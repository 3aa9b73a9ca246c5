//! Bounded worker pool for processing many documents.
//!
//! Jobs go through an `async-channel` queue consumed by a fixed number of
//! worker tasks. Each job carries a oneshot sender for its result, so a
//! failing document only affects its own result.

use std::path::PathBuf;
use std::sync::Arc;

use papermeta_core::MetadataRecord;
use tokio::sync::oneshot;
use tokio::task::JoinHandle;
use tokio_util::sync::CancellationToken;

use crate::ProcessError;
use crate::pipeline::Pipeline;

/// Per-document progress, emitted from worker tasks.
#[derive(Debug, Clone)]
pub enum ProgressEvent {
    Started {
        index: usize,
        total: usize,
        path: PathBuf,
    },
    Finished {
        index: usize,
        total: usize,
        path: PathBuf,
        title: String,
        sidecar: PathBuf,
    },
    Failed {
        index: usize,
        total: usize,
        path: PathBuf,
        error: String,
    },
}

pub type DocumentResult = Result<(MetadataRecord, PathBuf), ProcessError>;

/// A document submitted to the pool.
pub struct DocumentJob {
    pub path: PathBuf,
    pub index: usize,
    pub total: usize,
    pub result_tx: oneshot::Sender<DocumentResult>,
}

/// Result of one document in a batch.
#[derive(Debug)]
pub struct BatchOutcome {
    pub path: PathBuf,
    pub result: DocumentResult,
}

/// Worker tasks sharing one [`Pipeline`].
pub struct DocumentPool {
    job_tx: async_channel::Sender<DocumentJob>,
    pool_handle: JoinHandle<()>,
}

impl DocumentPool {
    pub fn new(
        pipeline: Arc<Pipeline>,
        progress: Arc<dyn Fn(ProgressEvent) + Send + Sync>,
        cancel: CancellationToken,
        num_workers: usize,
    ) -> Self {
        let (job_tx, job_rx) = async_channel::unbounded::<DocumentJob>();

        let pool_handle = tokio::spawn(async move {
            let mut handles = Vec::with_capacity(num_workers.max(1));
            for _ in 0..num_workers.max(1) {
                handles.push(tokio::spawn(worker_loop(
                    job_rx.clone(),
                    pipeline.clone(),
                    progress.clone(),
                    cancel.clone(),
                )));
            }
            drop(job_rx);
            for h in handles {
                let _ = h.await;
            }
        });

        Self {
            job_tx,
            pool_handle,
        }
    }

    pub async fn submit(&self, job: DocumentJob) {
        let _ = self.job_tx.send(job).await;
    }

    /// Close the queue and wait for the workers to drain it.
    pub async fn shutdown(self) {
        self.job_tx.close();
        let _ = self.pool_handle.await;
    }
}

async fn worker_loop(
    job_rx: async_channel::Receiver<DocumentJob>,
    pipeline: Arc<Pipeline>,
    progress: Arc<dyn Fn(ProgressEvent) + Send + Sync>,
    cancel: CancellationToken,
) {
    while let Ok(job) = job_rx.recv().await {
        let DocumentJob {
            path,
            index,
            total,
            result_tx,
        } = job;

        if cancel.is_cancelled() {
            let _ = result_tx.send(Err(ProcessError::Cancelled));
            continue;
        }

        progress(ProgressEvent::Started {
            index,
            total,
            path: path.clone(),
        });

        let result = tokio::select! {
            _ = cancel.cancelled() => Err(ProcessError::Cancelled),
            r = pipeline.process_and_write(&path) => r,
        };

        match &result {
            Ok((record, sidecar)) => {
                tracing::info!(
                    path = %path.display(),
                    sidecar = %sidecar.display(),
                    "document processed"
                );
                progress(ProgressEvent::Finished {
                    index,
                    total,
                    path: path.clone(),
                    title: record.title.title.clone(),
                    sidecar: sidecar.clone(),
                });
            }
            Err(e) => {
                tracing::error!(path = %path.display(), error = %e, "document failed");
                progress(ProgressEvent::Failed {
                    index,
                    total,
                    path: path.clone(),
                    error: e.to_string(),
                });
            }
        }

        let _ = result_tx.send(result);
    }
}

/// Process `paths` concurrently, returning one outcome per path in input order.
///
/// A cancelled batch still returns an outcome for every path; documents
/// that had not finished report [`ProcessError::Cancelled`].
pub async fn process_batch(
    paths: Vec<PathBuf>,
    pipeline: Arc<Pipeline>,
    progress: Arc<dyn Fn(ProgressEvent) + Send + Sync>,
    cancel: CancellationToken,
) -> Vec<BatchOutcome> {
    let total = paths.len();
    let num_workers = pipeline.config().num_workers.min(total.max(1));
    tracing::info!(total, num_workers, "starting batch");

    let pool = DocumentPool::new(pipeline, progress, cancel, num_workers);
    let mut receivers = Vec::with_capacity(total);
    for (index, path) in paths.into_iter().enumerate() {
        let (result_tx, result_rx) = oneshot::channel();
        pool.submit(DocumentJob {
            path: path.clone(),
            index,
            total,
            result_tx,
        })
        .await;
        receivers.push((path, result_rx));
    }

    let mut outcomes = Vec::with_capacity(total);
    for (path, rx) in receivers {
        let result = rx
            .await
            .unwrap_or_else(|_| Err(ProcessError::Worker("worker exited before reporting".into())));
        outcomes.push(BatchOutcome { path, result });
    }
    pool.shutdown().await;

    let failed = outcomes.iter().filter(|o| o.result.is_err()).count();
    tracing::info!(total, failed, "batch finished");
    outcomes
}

※

_PROBLEM TO SOLVE_. Quote only the stretch of lines that starts the data above and ends with the line containing "let pool_handle = tokio::spawn(async", both included.

_RESULT FOR THIS TASK_.
repository 3aa9b73a9ca246c5
//! Bounded worker pool for processing many documents.
//!
//! Jobs go through an `async-channel` queue consumed by a fixed number of
//! worker tasks. Each job carries a oneshot sender for its result, so a
//! failing document only affects its own result.

use std::path::PathBuf;
use std::sync::Arc;

use papermeta_core::MetadataRecord;
use tokio::sync::oneshot;
use tokio::task::JoinHandle;
use tokio_util::sync::CancellationToken;

use crate::ProcessError;
use crate::pipeline::Pipeline;

/// Per-document progress, emitted from worker tasks.
#[derive(Debug, Clone)]
pub enum ProgressEvent {
    Started {
        index: usize,
        total: usize,
        path: PathBuf,
    },
    Finished {
        index: usize,
        total: usize,
        path: PathBuf,
        title: String,
        sidecar: PathBuf,
    },
    Failed {
        index: usize,
        total: usize,
        path: PathBuf,
        error: String,
    },
}

pub type DocumentResult = Result<(MetadataRecord, PathBuf), ProcessError>;

/// A document submitted to the pool.
pub struct DocumentJob {
    pub path: PathBuf,
    pub index: usize,
    pub total: usize,
    pub result_tx: oneshot::Sender<DocumentResult>,
}

/// Result of one document in a batch.
#[derive(Debug)]
pub struct BatchOutcome {
    pub path: PathBuf,
    pub result: DocumentResult,
}

/// Worker tasks sharing one [`Pipeline`].
pub struct DocumentPool {
    job_tx: async_channel::Sender<DocumentJob>,
    pool_handle: JoinHandle<()>,
}

impl DocumentPool {
    pub fn new(
        pipeline: Arc<Pipeline>,
        progress: Arc<dyn Fn(ProgressEvent) + Send + Sync>,
        cancel: CancellationToken,
        num_workers: usize,
    ) -> Self {
        let (job_tx, job_rx) = async_channel::unbounded::<DocumentJob>();

        let pool_handle = tokio::spawn(async move {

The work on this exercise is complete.